El silencio interior es la condición indispensable para escuchar la voz del ser querido, para abrir el baúl de la memoria auditiva y dar vida a los recuerdos atesorados. Es una ocasión inquietante, porque, sin movernos del lugar en el que estamos, viajamos lejos a través del tiempo y de los espacios.
El arte de consolar exige la tensión dialéctica entre la palabra y el silencio. Hay que saber decir y saber callar, pero también es necesario mostrar lo que sentimos. El mostrar se articula a través del lenguaje del cuerpo, del rostro y de las manos. No hay un manual que explique cuándo hay que callar en la vida, ni cuándo hablar, pero, en cada ocasión, se hace diáfano si se está realmente presente.
El arte de callar
Callar y estar ahí: he aquí las dos fórmulas magistrales en el arte de consolar al afligido. Estar no es fácil cuando no se sabe qué decir, ni qué hacer. La tentación es huir corriendo y romper el silencio con alguna palabra banal. La grandeza moral radica en persistir.
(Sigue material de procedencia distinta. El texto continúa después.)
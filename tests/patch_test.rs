// ==========================================
// 数据补丁集成测试
// ==========================================


use custom_manufacturing::app::AppState;
use custom_manufacturing::domain::types::FieldType;
use custom_manufacturing::patches::{self, convert_machine_time_to_float::PATCH_NAME};
use test_helpers::{create_test_state, job_card, today};

#[test]
fn test_run_all_applies_once() {
    let (_temp_file, state) = create_test_state().expect("Failed to create test state");

    let reports = patches::run_all(&state.patch_repo).unwrap();
    assert_eq!(reports.len(), 1);
    assert_eq!(reports[0].patch, PATCH_NAME);
    assert!(reports[0].applied);
    assert!(state.patch_repo.is_applied(PATCH_NAME).unwrap());

    let field = state
        .master_data_repo
        .find_custom_field("job_card", "total_machine_operation_time_float")
        .unwrap()
        .expect("field metadata created");
    assert_eq!(field.fieldtype, FieldType::Float);
    assert_eq!(field.precision.as_deref(), Some("2"));

    let again = patches::run_all(&state.patch_repo).unwrap();
    assert!(!again[0].applied);
    assert!(again[0].steps.is_empty());
}

#[test]
fn test_patch_log_survives_reopen_and_keeps_data() {
    let (temp_file, state) = create_test_state().expect("Failed to create test state");
    state.job_card_api.save(job_card("JC-1", "WS-1", 1.0), today()).unwrap();
    patches::run_all(&state.patch_repo).unwrap();
    drop(state);

    let db_path = temp_file.path().to_str().unwrap().to_string();
    let reopened = AppState::new(db_path).unwrap();
    let reports = patches::run_all(&reopened.patch_repo).unwrap();
    assert!(!reports[0].applied);

    // 30 分钟 → 0.5 小时
    let jc = reopened.job_card_api.get("JC-1").unwrap();
    assert_eq!(jc.total_machine_operation_time_float, 0.5);
}
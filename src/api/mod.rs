// ==========================================
// 定制制造扩展 - API 层
// ==========================================
// 职责: 单据生命周期与 RPC 接口，供 CLI 调用
// ==========================================

pub mod error;
pub mod job_card_api;
pub mod maintenance_api;
pub mod report_api;
pub mod work_order_api;
pub mod workstation_api;

// 重导出核心类型
pub use error::{ApiError, ApiResult};
pub use job_card_api::JobCardApi;
pub use maintenance_api::MaintenanceApi;
pub use report_api::ReportApi;
pub use work_order_api::{WorkOrderApi, WorkOrderSubmitResponse};
pub use workstation_api::{ResetWorkedHoursResponse, WorkstationApi, WorkstationWearInfo};
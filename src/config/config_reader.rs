// ==========================================
// 定制制造扩展 - 配置读取 Trait
// ==========================================
// 职责: 定义引擎/报表所需的配置读取接口（不包含实现）
// 红线: 不包含配置写入、不包含业务逻辑
// ==========================================

use crate::domain::types::FieldType;
use std::error::Error;

// ==========================================
// LedgerConfigReader Trait
// ==========================================
// 实现者: ConfigManager（自行加锁）、ConfigView（借用已加锁的连接）
pub trait LedgerConfigReader {
    /// 每袋重量子表中按数值汇总的字段类型
    ///
    /// # 默认值
    /// - Float, Currency, Int, Percent
    fn get_weight_numeric_field_types(&self) -> Result<Vec<FieldType>, Box<dyn Error>>;

    /// 机台作业时长（小时）保留的小数位数
    ///
    /// # 默认值
    /// - 2
    fn get_machine_time_precision(&self) -> Result<u32, Box<dyn Error>>;

    /// 故障汇总图表展示的机台数量上限
    ///
    /// # 默认值
    /// - 10
    fn get_breakdown_chart_top_n(&self) -> Result<usize, Box<dyn Error>>;
}
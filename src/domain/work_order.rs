// ==========================================
// 定制制造扩展 - 工单 / 班次 / BOM 废料
// ==========================================
// 对齐: work_order / work_order_operation / shift / bom_scrap_item 表
// ==========================================

use crate::domain::types::DocStatus;
use chrono::NaiveTime;
use serde::{Deserialize, Serialize};

// ==========================================
// WorkOrder - 工单
// ==========================================
#[derive(Debug, Clone, PartialEq, Serialize, Deserialize, Default)]
pub struct WorkOrder {
    pub name: String,
    pub production_item: Option<String>,
    pub item_name: Option<String>,
    pub bom_no: Option<String>,
    pub qty: f64,
    pub plant_name: Option<String>, // 生产车间（为空时不自动生成作业卡）
    pub docstatus: DocStatus,
    pub operations: Vec<WorkOrderOperation>,
}

impl WorkOrder {
    pub fn new(name: impl Into<String>) -> Self {
        Self {
            name: name.into(),
            ..Default::default()
        }
    }

    pub fn plant(&self) -> Option<&str> {
        self.plant_name.as_deref().filter(|p| !p.trim().is_empty())
    }
}

// ==========================================
// WorkOrderOperation - 工单工序行
// ==========================================
#[derive(Debug, Clone, PartialEq, Serialize, Deserialize, Default)]
pub struct WorkOrderOperation {
    pub name: String, // 工序行ID
    pub idx: i64,
    pub operation: String,
    pub bom: Option<String>, // 工序级 BOM（为空时使用工单 BOM）
    pub sequence_id: Option<i64>,
    pub batch_size: Option<f64>,
    pub wip_warehouse: Option<String>,
    pub source_warehouse: Option<String>,
    pub hour_rate: Option<f64>,
}

// ==========================================
// Shift - 班次
// ==========================================
#[derive(Debug, Clone, PartialEq, Serialize, Deserialize)]
pub struct Shift {
    pub name: String,
    pub from_time: Option<NaiveTime>,
    pub to_time: Option<NaiveTime>,
}

// ==========================================
// BomScrapItem - BOM 废料行
// ==========================================
#[derive(Debug, Clone, PartialEq, Serialize, Deserialize)]
pub struct BomScrapItem {
    pub item_code: String,
    pub item_name: Option<String>,
    pub stock_qty: f64,
    pub stock_uom: Option<String>,
}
Este silencio es la condición indispensable para la escucha. Llega un momento en que el afligido, después de llorar amargamente y de suspirar mucho, siente la necesidad de vaciar la pena que estalla en su pecho. Es entonces cuando el silencio de su receptor hace posible su liberación.
Entre la vida y la muerte
La vida transcurre entre dos silencios: el de antes de nacer y el de después de la muerte. Dentro del claustro materno, quien nacerá no habla. Se mueve, se nutre, se ensancha, pero no emite palabras. No sabemos lo que siente, no sabemos lo que quiere. Todo el mundo está a la espera. Llega al mundo y llora. Luego, por mimesis, aprende, poco a poco, a hablar.
Una vez que el ser humano llega al final de su vida, exhala su último suspiro y se hace el silencio. Ya no hay más palabras, ni suspiros, ni confesiones. Solo silencio. Ese silencio es profundamente enigmático.